Feeling Mighty Small


Spent hour after hour in the car today. Drove all the way through Adirondack Park in beautiful New York State and man, I felt small.

Believe it or not I've been relaxed over the last few days. It makes no sense. In three weeks time I've spent 6 days in the funeral home in my hometown. Our family has been devastated again, and I find myself shrugging my shoulders. It's not that I'm not sad. I am. It's not that I don't feel there is an unfillable void. It's just that I feel tiny.

The universe has certainly humbled me, and never more so than it did today. As I drove through the mountains, looking at the streams, and the river and the huge rocks, I felt miniscule.

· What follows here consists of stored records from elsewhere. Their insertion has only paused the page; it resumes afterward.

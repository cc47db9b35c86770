use std::io;
use std::os::fd::{AsRawFd, FromRawFd, OwnedFd, RawFd};
use std::process::ExitStatus;

use crate::input::parser::PIPE_MARKER;
use crate::process::{self, Pid, ProcessError, Redirect};

/// Commands connected stdout-to-stdin. Lines are split at the first `|`
/// only, so at most two stages come out of [`Pipeline::split`]; a later `|`
/// stays an ordinary argument of the second stage.
#[derive(Debug, Clone, PartialEq, Eq)]
pub struct Pipeline {
    stages: Vec<Vec<String>>,
}

impl Pipeline {
    pub fn split(args: &[String]) -> Result<Self, ProcessError> {
        let Some(at) = args.iter().position(|arg| arg == PIPE_MARKER) else {
            if args.is_empty() {
                return Err(ProcessError::EmptyStage("before"));
            }
            return Ok(Self {
                stages: vec![args.to_vec()],
            });
        };

        let (left, right) = (&args[..at], &args[at + 1..]);
        if left.is_empty() {
            return Err(ProcessError::EmptyStage("before"));
        }
        if right.is_empty() {
            return Err(ProcessError::EmptyStage("after"));
        }

        Ok(Self {
            stages: vec![left.to_vec(), right.to_vec()],
        })
    }

    pub fn stages(&self) -> &[Vec<String>] {
        &self.stages
    }

    /// Spawns every stage, then blocks until all of them have terminated.
    /// Statuses come back in stage order; `None` marks a child that was
    /// already reclaimed elsewhere.
    pub fn execute(&self) -> Result<Vec<Option<ExitStatus>>, ProcessError> {
        let mut pids: Vec<Pid> = Vec::with_capacity(self.stages.len());
        // Read end feeding the next stage's stdin.
        let mut upstream: Option<OwnedFd> = None;

        for (index, stage) in self.stages.iter().enumerate() {
            let is_last = index + 1 == self.stages.len();
            let downstream = if is_last {
                None
            } else {
                match create_pipe() {
                    Ok(pipe) => Some(pipe),
                    Err(e) => {
                        drop(upstream.take());
                        wait_all(&pids);
                        return Err(e);
                    }
                }
            };

            let redirect = Redirect {
                stdin: upstream.as_ref().map(AsRawFd::as_raw_fd),
                stdout: downstream.as_ref().map(|(_, write)| write.as_raw_fd()),
                close: downstream
                    .as_ref()
                    .map(|(read, _)| vec![read.as_raw_fd()])
                    .unwrap_or_default(),
            };
            tracing::debug!(stage = index, args = ?stage, "starting pipeline stage");
            let spawned = process::spawn(stage, &redirect);

            // The parent never touches pipe data: drop our copies right away.
            drop(upstream.take());
            upstream = downstream.map(|(read, write)| {
                drop(write);
                read
            });

            match spawned {
                Ok(pid) => pids.push(pid),
                Err(e) => {
                    drop(upstream.take());
                    wait_all(&pids);
                    return Err(e);
                }
            }
        }

        let mut statuses = Vec::with_capacity(pids.len());
        let mut failure = None;
        for &pid in &pids {
            match process::wait_for(pid) {
                Ok(status) => statuses.push(status),
                Err(e) => {
                    statuses.push(None);
                    if failure.is_none() {
                        failure = Some(e);
                    }
                }
            }
        }

        match failure {
            Some(e) => Err(e),
            None => Ok(statuses),
        }
    }
}

fn create_pipe() -> Result<(OwnedFd, OwnedFd), ProcessError> {
    let mut fds: [RawFd; 2] = [-1; 2];
    if unsafe { libc::pipe(fds.as_mut_ptr()) } == -1 {
        return Err(ProcessError::Pipe(io::Error::last_os_error()));
    }
    // SAFETY: pipe(2) just returned two fresh descriptors we now own.
    Ok(unsafe { (OwnedFd::from_raw_fd(fds[0]), OwnedFd::from_raw_fd(fds[1])) })
}

/// Best-effort wait used while abandoning a partially started pipeline.
fn wait_all(pids: &[Pid]) {
    for &pid in pids {
        if let Err(e) = process::wait_for(pid) {
            tracing::warn!(pid, "could not wait for pipeline stage: {}", e);
        }
    }
}
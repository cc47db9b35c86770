mod command;
mod path;

use std::borrow::Cow;

use rustyline::{
    completion::{Completer, Pair},
    highlight::{CmdKind, Highlighter},
    hint::Hinter,
    validate::Validator,
    Context, Helper,
};

use crate::highlight::SyntaxHighlighter;
use command::CommandCompleter;
use path::PathCompleter;

/// Line-editor helper: tab completion plus input highlighting.
#[derive(Clone)]
pub struct ShellCompleter {
    command_completer: CommandCompleter,
    path_completer: PathCompleter,
    highlighter: SyntaxHighlighter,
}

impl ShellCompleter {
    pub fn new(highlighter: SyntaxHighlighter) -> Self {
        ShellCompleter {
            command_completer: CommandCompleter::new(),
            path_completer: PathCompleter::new(),
            highlighter,
        }
    }
}

impl Helper for ShellCompleter {}

impl Highlighter for ShellCompleter {
    fn highlight<'l>(&self, line: &'l str, _pos: usize) -> Cow<'l, str> {
        Cow::Owned(self.highlighter.highlight_command(line))
    }

    fn highlight_char(&self, _line: &str, _pos: usize, _kind: CmdKind) -> bool {
        self.highlighter.enabled()
    }
}

impl Hinter for ShellCompleter {
    type Hint = String;
}

impl Validator for ShellCompleter {}

impl Completer for ShellCompleter {
    type Candidate = Pair;

    fn complete(
        &self,
        line: &str,
        pos: usize,
        _ctx: &Context<'_>,
    ) -> rustyline::Result<(usize, Vec<Pair>)> {
        let before_cursor = &line[..pos];
        let word_start = before_cursor
            .rfind([' ', '\t'])
            .map_or(0, |idx| idx + 1);
        let word = &before_cursor[word_start..];

        let is_first_word = before_cursor[..word_start].trim().is_empty();
        let matches = if is_first_word {
            self.command_completer.complete_command(word)
        } else {
            self.path_completer.complete_path(word)
        };

        Ok((word_start, matches))
    }
}
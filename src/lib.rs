pub mod error;
pub mod flags;
pub mod shell;

pub mod core;
pub mod highlight;
pub mod input;
pub mod process;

The sun was riding high in a crystal blue sky. Birds were darting in and out of my line of vision, and I kept thinking about God's hand in the beauty before me.

How can it be ignored?

And when you see the perfection it's almost impossible to consider that the plans you're trying to make are basically insignificant in the grand scheme of things.

Now that's not to say that I'm ready to just give up trying and adopt the philosophy that God will provide. It doesn't really work like that, right? We have to make our own way. We were given free will to decide.

Yet I'm wondering if it is possible to capture the visions of the natural beauty and not believe that there was a hand in the creation of it all.

Most of all, though, I looked up a lot.

Over the top of the mountain, straight into the blue above. I wondered a lot about what there is and what the grand plan can be, but then I settled in, knowing that I'm not really supposed to be able to understand it all right now.

(Fat jokes aside) Despite my size in my own little world, I am small.

In the grand scheme of things, I'm just another of God's creations with the potential to do some big things if I am smart enough to take advantage.

And that was enough to calm me. Sad and calm. Who'd a thunk it?

Comments

People just don't look up enough... I think somebody significant once said that... I'm very happy - joyful - you got the black notebook... it's evident in your blogs... please, never stop again.